木ノ葉亭の姉妹店である二葉亭を後にして、ロア師匠を探して木ノ葉亭に戻ってきた。


「いやっしゃ・・・あら、お帰りアルバート君!」


街中は結構賑わっていたが、木ノ葉亭のなかもかなりの賑わいを見ている。

この人たちは、普段はどこにいるのだろうか?

日頃から気だるそうに仕事をこなしているクローディアさんも、ホールを歩き回って注文を処理している。


「おばちゃん!ロア師匠は見なかった?」

「さぁね!朝早く出かけて行って、まだ帰ってきていないよ?」


おばちゃんは、焼き立てのチキンステーキを皿に盛りながら答えてくれた。


「ここで飲んでれば、そのうち来るわよ。・・・ほら、階段わきのテーブルが空いているから座んなさい。」


クローディアさんが、空いた皿とジョッキをもってカウンターに帰ってきた。


「じゃぁ、そうしようかな・・・。おばちゃん!そのチキンステーキ、おいしそうだから、俺にもちょうだい!」

「あいよ!座って待ってな!」


・・・・って、階段わきのテーブルって、いつも桶が置いてある場所じゃん!

座る場所すらないんですが・・・。立ち飲み屋状態ですね・・・。


「はい、お待ちど。」

「クローディアさんは休まないんですか?」

「あぁ、今日は書き入れ時だからね。休んでらんないわ。
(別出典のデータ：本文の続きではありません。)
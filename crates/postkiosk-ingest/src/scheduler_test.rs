use std::sync::atomic::Ordering;
use std::sync::Arc;
use std::time::Duration;

use super::*;
use crate::test_support::{MockSource, MockStore};

/// Batches are counted through the source's profile-fetch counter: one
/// tracked handle means exactly one profile fetch per batch.
fn scheduler(
    interval_secs: u64,
) -> (Arc<MockSource>, RefreshScheduler<MockStore, MockSource>) {
    let store = Arc::new(MockStore::default());
    let source = Arc::new(MockSource::default());
    let sched = RefreshScheduler::new(
        Arc::clone(&store),
        Arc::clone(&source),
        vec!["h1".to_owned()],
        Duration::from_secs(interval_secs),
        IngestOptions::default(),
    );
    (source, sched)
}

async fn settle() {
    for _ in 0..20 {
        tokio::task::yield_now().await;
    }
}

fn batches(source: &MockSource) -> u32 {
    source.profile_calls.load(Ordering::SeqCst)
}

#[tokio::test(start_paused = true)]
async fn one_batch_per_interval() {
    let (source, sched) = scheduler(5);
    let (handle, join) = sched.spawn();
    settle().await;
    assert_eq!(batches(&source), 0, "nothing before the first interval");

    tokio::time::advance(Duration::from_secs(5)).await;
    settle().await;
    assert_eq!(batches(&source), 1);

    tokio::time::advance(Duration::from_secs(5)).await;
    settle().await;
    assert_eq!(batches(&source), 2);

    drop(handle);
    join.await.unwrap();
}

#[tokio::test(start_paused = true)]
async fn manual_trigger_runs_immediately_and_resets_the_timer() {
    let (source, sched) = scheduler(5);
    let (handle, join) = sched.spawn();
    settle().await;

    // t=2: manual trigger fires a batch right away.
    tokio::time::advance(Duration::from_secs(2)).await;
    assert!(handle.trigger().await);
    settle().await;
    assert_eq!(batches(&source), 1);

    // t=5: the original periodic slot must NOT fire — the reference point
    // moved to t=2.
    tokio::time::advance(Duration::from_secs(3)).await;
    settle().await;
    assert_eq!(batches(&source), 1);

    // t=7: one interval after the manual trigger.
    tokio::time::advance(Duration::from_secs(2)).await;
    settle().await;
    assert_eq!(batches(&source), 2);

    drop(handle);
    join.await.unwrap();
}

#[tokio::test(start_paused = true)]
async fn dropping_the_handle_stops_the_task_promptly() {
    let (_source, sched) = scheduler(3600);
    let (handle, join) = sched.spawn();
    settle().await;

    drop(handle);
    join.await.unwrap();
}

#[tokio::test(start_paused = true)]
async fn failing_batches_do_not_kill_the_loop() {
    let (source, sched) = scheduler(5);
    // Every profile fetch is throttled well past the wait budget, so every
    // batch fails per-handle; the timer must keep ticking regardless.
    source.rate_limit_budget.store(u32::MAX, Ordering::SeqCst);
    let (handle, join) = sched.spawn();
    settle().await;

    tokio::time::advance(Duration::from_secs(5)).await;
    // Each failed batch sleeps through two capped rate-limit waits.
    tokio::time::advance(Duration::from_secs(20)).await;
    settle().await;
    let after_first = batches(&source);
    assert!(after_first >= 1, "first batch attempted");

    tokio::time::advance(Duration::from_secs(30)).await;
    settle().await;
    assert!(
        batches(&source) > after_first,
        "later periodic batches still run after failures"
    );

    drop(handle);
    join.await.unwrap();
}
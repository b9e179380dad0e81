use postkiosk_core::{InvalidHandle, SourceError, StoreError};
use thiserror::Error;

/// Why an ingestion run for one handle failed.
///
/// Every variant is recoverable at the batch level: `ingest_all` logs the
/// failure and moves on to the next handle.
#[derive(Debug, Error)]
pub enum IngestError {
    #[error(transparent)]
    Validation(#[from] InvalidHandle),

    #[error("handle @{handle} does not exist or is inaccessible")]
    HandleNotFound { handle: String },

    /// The source kept throttling past the bounded wait budget.
    #[error("gave up on @{handle} after {retries} rate-limit waits")]
    RateLimitExhausted { handle: String, retries: u32 },

    #[error(transparent)]
    Source(#[from] SourceError),

    #[error(transparent)]
    Store(#[from] StoreError),
}
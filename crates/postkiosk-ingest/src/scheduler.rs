//! Background refresh scheduler.
//!
//! One task, two triggers: a fixed periodic interval and a manual signal
//! from the display engine. Both run the same full ingestion batch; a
//! manual trigger resets the periodic reference point, so the next
//! periodic batch is one full interval after the manual one. The scheduler
//! and the foreground render loop share nothing but the record store.

use std::sync::Arc;
use std::time::Duration;

use postkiosk_core::{PostSource, RecordStore};
use tokio::sync::mpsc;
use tokio::task::JoinHandle;
use tokio::time::Instant;

use crate::pipeline::{ingest_all, IngestOptions};

/// Handle for requesting an immediate refresh. Dropping every handle stops
/// the scheduler task promptly.
#[derive(Debug, Clone)]
pub struct RefreshHandle {
    tx: mpsc::Sender<()>,
}

impl RefreshHandle {
    /// Request an immediate full refresh. Returns `false` if the scheduler
    /// task has already stopped.
    pub async fn trigger(&self) -> bool {
        self.tx.send(()).await.is_ok()
    }
}

pub struct RefreshScheduler<S, P> {
    store: Arc<S>,
    source: Arc<P>,
    handles: Vec<String>,
    interval: Duration,
    opts: IngestOptions,
}

impl<S, P> RefreshScheduler<S, P>
where
    S: RecordStore + 'static,
    P: PostSource + 'static,
{
    #[must_use]
    pub fn new(
        store: Arc<S>,
        source: Arc<P>,
        handles: Vec<String>,
        interval: Duration,
        opts: IngestOptions,
    ) -> Self {
        Self {
            store,
            source,
            handles,
            interval,
            opts,
        }
    }

    /// Start the background task. The returned [`RefreshHandle`] is the only
    /// way to talk to it; the [`JoinHandle`] resolves once the task stops.
    #[must_use]
    pub fn spawn(self) -> (RefreshHandle, JoinHandle<()>) {
        let (tx, rx) = mpsc::channel(1);
        let join = tokio::spawn(self.run(rx));
        (RefreshHandle { tx }, join)
    }

    async fn run(self, mut rx: mpsc::Receiver<()>) {
        let mut next_tick = Instant::now() + self.interval;
        let mut last_refresh: Option<Instant> = None;

        loop {
            tokio::select! {
                () = tokio::time::sleep_until(next_tick) => {
                    self.run_batch("periodic", last_refresh).await;
                    last_refresh = Some(Instant::now());
                    next_tick = Instant::now() + self.interval;
                }
                msg = rx.recv() => match msg {
                    Some(()) => {
                        self.run_batch("manual", last_refresh).await;
                        last_refresh = Some(Instant::now());
                        next_tick = Instant::now() + self.interval;
                    }
                    None => break,
                },
            }
        }

        tracing::info!("refresh scheduler stopped");
    }

    /// One full batch. Any failure is logged and absorbed so the timer loop
    /// keeps running.
    async fn run_batch(&self, trigger: &str, last_refresh: Option<Instant>) {
        let since_secs = last_refresh.map(|t| t.elapsed().as_secs());
        tracing::info!(trigger, since_last_refresh_secs = since_secs, "starting refresh batch");

        let report = ingest_all(
            self.store.as_ref(),
            self.source.as_ref(),
            &self.handles,
            &self.opts,
        )
        .await;

        tracing::info!(
            trigger,
            new_posts = report.total_new(),
            failed_handles = report.failed(),
            "refresh batch finished"
        );
    }
}

#[cfg(test)]
#[path = "scheduler_test.rs"]
mod scheduler_test;
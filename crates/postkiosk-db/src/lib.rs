use std::str::FromStr;
use std::time::Duration;

use sqlx::sqlite::{SqliteConnectOptions, SqlitePoolOptions};
use sqlx::SqlitePool;
use thiserror::Error;

mod ingest_runs;
mod store;

pub use ingest_runs::{
    complete_ingest_run, create_ingest_run, fail_ingest_run, list_recent_ingest_runs,
    start_ingest_run, IngestRunRow,
};
pub use store::SqliteStore;

const DEFAULT_MAX_CONNECTIONS: u32 = 5;
const DEFAULT_MIN_CONNECTIONS: u32 = 1;
const DEFAULT_ACQUIRE_TIMEOUT_SECS: u64 = 10;

// Path relative to crates/postkiosk-db/Cargo.toml; resolves to <workspace-root>/migrations/
static MIGRATOR: sqlx::migrate::Migrator = sqlx::migrate!("../../migrations");

#[derive(Debug, Clone, Copy)]
pub struct PoolConfig {
    pub max_connections: u32,
    pub min_connections: u32,
    pub acquire_timeout_secs: u64,
}

impl Default for PoolConfig {
    fn default() -> Self {
        Self {
            max_connections: DEFAULT_MAX_CONNECTIONS,
            min_connections: DEFAULT_MIN_CONNECTIONS,
            acquire_timeout_secs: DEFAULT_ACQUIRE_TIMEOUT_SECS,
        }
    }
}

#[derive(Debug, Error)]
pub enum DbError {
    #[error("ingest run {id} is not in status '{expected_status}'")]
    InvalidIngestRunTransition {
        id: i64,
        expected_status: &'static str,
    },
    #[error(transparent)]
    Sqlx(#[from] sqlx::Error),
    #[error(transparent)]
    Migration(#[from] sqlx::migrate::MigrateError),
}

impl From<DbError> for postkiosk_core::StoreError {
    fn from(err: DbError) -> Self {
        postkiosk_core::StoreError(err.to_string())
    }
}

/// Connect to a SQLite pool using explicit URL and config.
///
/// The database file is created if missing, and foreign-key enforcement is
/// switched on for every connection (posts cascade with their handle).
///
/// # Errors
///
/// Returns [`DbError::Sqlx`] if the URL does not parse or the connection
/// cannot be established.
pub async fn connect_pool(database_url: &str, config: PoolConfig) -> Result<SqlitePool, DbError> {
    let options = SqliteConnectOptions::from_str(database_url)?
        .create_if_missing(true)
        .foreign_keys(true);

    let pool = SqlitePoolOptions::new()
        .max_connections(config.max_connections)
        .min_connections(config.min_connections)
        .acquire_timeout(Duration::from_secs(config.acquire_timeout_secs))
        .connect_with(options)
        .await?;

    Ok(pool)
}

/// Run all pending migrations against the pool.
///
/// Returns the number of migrations that were applied.
///
/// # Errors
///
/// Returns [`DbError::Migration`] if any migration fails.
pub async fn run_migrations(pool: &SqlitePool) -> Result<usize, DbError> {
    // Count applied migrations before running. The _sqlx_migrations table may
    // not exist yet on a fresh database; treat absence as zero applied.
    let applied_before: i64 =
        sqlx::query_scalar::<_, i64>("SELECT COUNT(*) FROM _sqlx_migrations WHERE success = 1")
            .fetch_one(pool)
            .await
            .unwrap_or(0);

    MIGRATOR.run(pool).await?;

    let applied_after: i64 =
        sqlx::query_scalar::<_, i64>("SELECT COUNT(*) FROM _sqlx_migrations WHERE success = 1")
            .fetch_one(pool)
            .await
            .unwrap_or(0);

    let delta = (applied_after - applied_before).max(0);
    Ok(usize::try_from(delta).unwrap_or(0))
}

/// Send a `SELECT 1` to verify the pool has a live connection.
///
/// # Errors
///
/// Returns [`DbError::Sqlx`] if the query fails.
pub async fn ping(pool: &SqlitePool) -> Result<(), DbError> {
    sqlx::query_scalar::<_, i64>("SELECT 1")
        .fetch_one(pool)
        .await?;
    Ok(())
}
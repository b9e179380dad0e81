//! QR artifact generation.
//!
//! The engine hands renderers a square module matrix rather than pixels;
//! how big each module is drawn is the renderer's business.

use qrcode::{Color, QrCode};

use crate::error::RenderError;

/// A rendered QR code as a square matrix of dark/light modules,
/// deterministic for a given input string.
#[derive(Debug, Clone, PartialEq, Eq)]
pub struct QrArtifact {
    width: usize,
    modules: Vec<bool>,
}

impl QrArtifact {
    /// A zero-module placeholder, used when encoding fails so rendering can
    /// continue without the artifact.
    #[must_use]
    pub fn empty() -> Self {
        Self {
            width: 0,
            modules: Vec::new(),
        }
    }

    /// Side length in modules.
    #[must_use]
    pub fn width(&self) -> usize {
        self.width
    }

    /// Whether the module at `(x, y)` is dark. Out-of-range coordinates
    /// read as light.
    #[must_use]
    pub fn module(&self, x: usize, y: usize) -> bool {
        if x >= self.width || y >= self.width {
            return false;
        }
        self.modules[y * self.width + x]
    }
}

/// Encode `url` as a QR artifact.
///
/// # Errors
///
/// Returns [`RenderError::Qr`] if the payload exceeds QR capacity.
pub fn qr_for_url(url: &str) -> Result<QrArtifact, RenderError> {
    let code = QrCode::new(url.as_bytes())?;
    let width = code.width();
    let modules = code
        .to_colors()
        .into_iter()
        .map(|c| c == Color::Dark)
        .collect();
    Ok(QrArtifact { width, modules })
}

#[cfg(test)]
mod tests {
    use super::*;

    #[test]
    fn artifact_is_square() {
        let qr = qr_for_url("https://twitter.com/BCCI/status/123").unwrap();
        assert!(qr.width() >= 21, "smallest QR version is 21 modules");

        // Every module is addressable; the corner finder pattern is dark.
        assert!(qr.module(0, 0));
    }

    #[test]
    fn same_url_same_artifact() {
        let a = qr_for_url("https://twitter.com/ICC/status/42").unwrap();
        let b = qr_for_url("https://twitter.com/ICC/status/42").unwrap();
        assert_eq!(a, b);
    }

    #[test]
    fn different_urls_differ() {
        let a = qr_for_url("https://twitter.com/ICC/status/42").unwrap();
        let b = qr_for_url("https://twitter.com/ICC/status/43").unwrap();
        assert_ne!(a, b);
    }

    #[test]
    fn out_of_range_module_reads_light() {
        let qr = qr_for_url("https://twitter.com/ICC").unwrap();
        assert!(!qr.module(10_000, 0));
    }
}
」


クローディアさんがチキンステーキとエールを持ってきてくれた。

・・・香ばしく焼けた鳥肉が、冷えたエールによく合う!


「クゥ~!!!」

「お!旨そうだな!」


声が耳に届く前に、俺のチキンステーキがひと切れ奪われた。


「ロア師匠!お、おめでとうございます。」

「あぁ、今年もよろしくな。」

「所で、師匠は朝からどこに行ってたのですか?」


もう一切れチキンステーキを頬張りながらロア師匠が答える。


「朝から・・ていうのは・・・ちと・・・違うな~。んぐ。」

「違うとは?」

「昨日の夜から飲んでたんだよ。ここで・・・。で、外で出店が始まったから色々廻ってんだ。」

「で?」

「で?とは?」

「寝ずに遊びまわっていた・・・と?」

「フッ・・・経済を回していたのだよ・・・。」


変なポーズで恰好を付けるロア師匠。酔っぱらっているのか、寝ていない事でのハイテンションなのか・・・。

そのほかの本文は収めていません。